To the second point it doesn't matter if one is 50.001 and 50.0015, this can all be converted into an ranking. I don't think the results are going to be more relied on by judgment instead of the regression. If the 2 candidates are that similar it's not going to be any easier for a person to make a decision, and especially considering their are thousands of applicants it would be much easier for a regression. Of course I could look at the r-squared or another measure to see whether the regression can figure the problem out.

I still don't see why OLS would be ruled out, are you saying that the distribution is just too nonnormal for the CLT?

Is CART an option?

The other question is, if there is no optimal approach, what would be the best? Thanks for everyone's feedback.
 
#12
A thought just occurred to me. The outcome is probably going to be roughly normally distributed in the sense that there are a few phenomenal candidates, a few bad candidates, and most in-between. After I create a ranking of the outcome variable, can I convert it into a normal distribution and then run a regression? This should give me maximum power in a regression analysis. I can then do a linear regression and convert the data back into rankings.

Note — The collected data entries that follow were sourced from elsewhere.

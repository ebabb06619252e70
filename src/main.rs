use std::process::ExitCode;

use clap::Parser;
use cos_tools::infrastructure::storage::setup_storage;
use cos_tools::services::upload;
use cos_tools::utils::format::banner;
use cos_tools::{CosError, UploadArgs};
use dotenvy::dotenv;
use tracing::error;

#[tokio::main]
async fn main() -> ExitCode {
    dotenv().ok();
    cos_tools::telemetry::init_tracing("cos_tools=warn,cos_upload=warn");

    let args = UploadArgs::parse();

    match execute(args).await {
        Ok(()) => ExitCode::SUCCESS,
        Err(e) => {
            match &e {
                CosError::ConfigurationMissing(_) | CosError::InvalidConfiguration(_) => {
                    eprintln!("{}", e)
                }
                CosError::LocalFileNotFound(_) => eprintln!("Error: {}", e),
                CosError::RemoteOperationFailure(_) => {
                    error!("❌ Upload failed: {}", e);
                    eprintln!("Upload failed: {}", e);
                }
            }
            ExitCode::from(&e)
        }
    }
}

async fn execute(args: UploadArgs) -> cos_tools::Result<()> {
    let request = args.into_request()?;
    let plan = upload::plan(&request)?;

    if !request.dry_run {
        println!("{}", banner("Tencent COS Upload"));
        println!("Bucket: {}", plan.bucket);
        println!("Region: {}", plan.region);
        println!("Key: {}", plan.resolved.key);
        println!();
    }

    // Building the client performs no I/O, so a dry run stays offline.
    let storage = setup_storage(&request.settings).await;
    let outcome = upload::execute(&request, plan, &storage).await?;
    println!("{}", outcome);

    Ok(())
}
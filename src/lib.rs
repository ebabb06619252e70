pub mod config;
pub mod error;
pub mod infrastructure;
pub mod services;
pub mod telemetry;
pub mod utils;

pub use config::{CosSettings, Credentials, UploadArgs, UploadOptions, UploadRequest};
pub use error::{CosError, Result};
pub use services::storage::{CosStorageService, MultipartUpload, PutObject, StorageClient};
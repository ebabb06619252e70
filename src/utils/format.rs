/// Human-readable byte count using binary units.
pub fn format_bytes(bytes: u64) -> String {
    const KIB: u64 = 1024;
    const MIB: u64 = KIB * 1024;
    const GIB: u64 = MIB * 1024;

    if bytes >= GIB {
        format!("{:.2} GiB", bytes as f64 / GIB as f64)
    } else if bytes >= MIB {
        format!("{:.2} MiB", bytes as f64 / MIB as f64)
    } else if bytes >= KIB {
        format!("{:.2} KiB", bytes as f64 / KIB as f64)
    } else {
        format!("{} bytes", bytes)
    }
}

/// Heading underlined with a 40-column `=` rule.
pub fn banner(title: &str) -> String {
    format!("{}\n{}", title, "=".repeat(40))
}
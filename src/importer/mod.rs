pub mod cli;
pub mod client;
pub mod dataset;
pub mod prompt;
pub mod upload;
pub mod walk;

use anyhow::Result;
use indicatif::ProgressBar;
use std::io;
use tracing::info;

use self::cli::Settings;
use self::client::SearchieApi;
use self::prompt::Prompter;
use self::upload::UploadReport;

/// 执行一次导入：确定数据集 → 收集文件 → 逐个上传
pub async fn run<A, P>(settings: &Settings, api: &A, prompter: &mut P) -> Result<UploadReport>
where
    A: SearchieApi + ?Sized,
    P: Prompter + ?Sized,
{
    run_with_progress(settings, api, prompter, upload::progress_bar).await
}

async fn run_with_progress<A, P, F>(
    settings: &Settings,
    api: &A,
    prompter: &mut P,
    make_progress: F,
) -> Result<UploadReport>
where
    A: SearchieApi + ?Sized,
    P: Prompter + ?Sized,
    F: FnOnce(usize) -> Result<ProgressBar>,
{
    let dataset_id =
        dataset::resolve_dataset_id(settings.dataset_id.as_deref(), api, prompter).await?;
    info!(dataset_id = %dataset_id, "using dataset");

    println!("🔍 Scanning: {}", settings.folder.display());
    let files = walk::collect_files(&settings.folder)?;
    println!("📄 Found {} files", files.len());

    let pb = make_progress(files.len())?;
    upload::upload_files(
        api,
        &dataset_id,
        &settings.folder,
        &files,
        &pb,
        &mut io::stdout(),
    )
    .await
}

How would I do this? It would seem that I would need to choose a mean and SD, the mean is arbitrary but how would I choose a SD?
 

noetsi

Fortran must die
#13
You should start by testing if it is (roughly) normally distributed. Look at QQ plots in SAS or run skewness and kurtosis analysis.
 
#14
Thanks for the message. It seems to me that the outcome of a ranking is incorrect. The only reason I was going to do a ranking was because it would be easy to do so, but certainly it doesn't fit the data because there isn't an equal amount of distance between each outcome. So rather than run a regression and then check for normality in the residuals, I think I will do a transformation first and then run a linear regression. I found the following page:

http://www.psych.cornell.edu/Darlington/transfrm.htm#median

Does anyone know how I would apply one of these procedures in SAS?
 

noetsi

Fortran must die
#15
What data are you comparing your ranking to in the above statement? To the independent variables or to some other measure(s) of the dependent variable that you created rankings from? If you have a set of measures of the dependent variable than the first thing you should consider is if you can use these to create an interval dependent variable. If you can this is the best solution. For example you can often collapse seperate likert scales (which are not interval) into one variable that is effectively interval. Then you could run OLS
 
#16
The ranking is the outcome variable (DV) and would be compared to the independent variables. The outcome was not created from the independent variables in any sense.

In order to get more power, I think the simplest would be to just convert the rankings into a normal distribution and run the regression on this. The link I posted above sounds like it describes exactly what I want to do but I'm not sure how to do this in SAS.